There is also a well-established link between IS and oncogenesis. Hanahan and Weinberg’s work classifying the hallmarks of cancer considers immune surveillance critical to identifying and destroying burgeoning tumors (21). Although this link may mean IS imposes a high risk of tumor development, the reality may not be so simple due to the complexity of the immune system and the possibility that it has dichotomous roles in both antagonizing and enhancing tumor development and progression (21).

Furthermore, IS treatments reduce the body’s defenses against opportunistic pathogens; this results in a burden of infective complications even in otherwise successful transplantations (20). Common infections include, but are not limited to, cytomegalovirus (CMV), Pneumocystis jirovecii, herpes simplex virus, BK virus, and Mycobacterium tuberculosis complex. With an increase in the number of infections produced by multi-drug resistant bacteria, these risks are only set to increase (20, 22).

While the use of standard IS minimizes the risk of acute or chronic graft failure and has been shown to reduce mortality among transplant patients, effective strategies to minimize these side effects remain a key unmet medical need for patients undergoing SOT (8, 23).
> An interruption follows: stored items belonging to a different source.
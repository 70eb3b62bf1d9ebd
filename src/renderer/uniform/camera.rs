use bytemuck::{cast_slice, Pod, Zeroable};
use glam::Mat4;
use wgpu::{
    util::{BufferInitDescriptor, DeviceExt},
    Buffer, BufferUsages, Device, Queue,
};

use crate::renderer::camera::Camera;

#[repr(C)]
#[derive(Debug, Copy, Clone, Pod, Zeroable, Default)]
struct CameraUniform {
    view_proj: [[f32; 4]; 4],
    view_pos: [f32; 3],
    aspect: f32,
}

#[derive(Debug)]
pub struct CameraUniformBuffer {
    buffer: Buffer,
    uniform: CameraUniform,
}

impl CameraUniformBuffer {
    pub fn new(device: &Device, camera: &Camera, default_aspect: f32) -> Self {
        let mut uniform = CameraUniform::default();
        Self::write_view(&mut uniform, camera, default_aspect);
        let buffer = device.create_buffer_init(&BufferInitDescriptor {
            label: Some("Camera Uniform Buffer"),
            contents: cast_slice(&[uniform]),
            usage: BufferUsages::UNIFORM | BufferUsages::COPY_DST,
        });
        Self { buffer, uniform }
    }

    fn write_view(uniform: &mut CameraUniform, camera: &Camera, default_aspect: f32) {
        let view_proj: Mat4 = camera.matrix(default_aspect);
        uniform.view_proj = view_proj.to_cols_array_2d();
        uniform.view_pos = camera.eye.to_array();
        uniform.aspect = camera.aspect.unwrap_or(default_aspect);
    }

    pub fn update_view(&mut self, camera: &Camera, default_aspect: f32) {
        Self::write_view(&mut self.uniform, camera, default_aspect);
    }

    pub fn update(&self, queue: &Queue) {
        queue.write_buffer(&self.buffer, 0, cast_slice(&[self.uniform]));
    }

    pub fn buffer(&self) -> &Buffer {
        &self.buffer
    }
}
Extracorporeal photopheresis

Extracorporeal photopheresis (ECP) is a leukapheresis-based therapy approved for the treatment of disorders with T-cell involvement, including cutaneous T-cell lymphoma, autoimmune diseases, and graft versus host disease (GvHD) following hematopoietic stem cell transplantation (HSCT) (24, 25). There is also evidence that ECP can be used as prophylaxis or treatment for solid organ allograft rejection (25–27), and it has shown potential as an IS-modifying therapy for patients undergoing SOT (24, 27).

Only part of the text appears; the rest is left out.